We mention three instances of "glowing realities" of the Injeel to show whether or not this very Injeel is the source of the Qur'an of the Muslims:


'Isa went to a marriage party along with his mother and his disciples. It so happened that the wine got finished. He miraculously converted seven jars full of water into wine. (St. John, chapter 2, verses 1 - 11 ).
Prophet 'Isa took a cup (of wine) and handed it over to them and said "Drink, for it is my blood". (St. Matthew, chapter 26. verse 27)

However, dear readers, you will find the logic of the Holy Qur'an about drinking of wine which is absolutely opposed to the above view.

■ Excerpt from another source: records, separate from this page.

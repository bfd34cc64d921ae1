//! Tree-sitter integration: language bindings and parser wiring.

pub mod languages;
pub mod parser;

pub use languages::{LanguageBinding, LanguageId};
pub use parser::{ParserPool, SyntaxError};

It says: Believers! Wine and games of chance, idols and divining arrows, are abominations devised by Satan. Avoid then, so that you may prosper (Surah al-Mai'da, 5:9)
In these circumstances, is it possible that Muhammad should have collected material for the Holy Qur'an from the monk at Busra?

The present Injeel introduces 'Isa as a vicious person who was very unkind to his mother (vide St. Matthew, chapter 12, St. Mark, chapter 13, St. Luke, chapter 8). whereas the Holy Qur'an depicts him to be quite the reverse of it: He has exhorted me to honour my mother and purged me of vanity and wickedness. (Surah Maryam 19:32)

Unprejudiced persons, while comparing the stories and commands of the Qur'an with the Bible can understand that the latter cannot serve as the source of the Qur'an.


[1] Tabari, vol. I, pp. 33 - 34; Seerah-i Ibn Hisham, vol. I, pp. 180 - 183.

[2] Taurat has narrated in detail the story of Adam and Eve in the book on Genesis, chapters 2 and 3.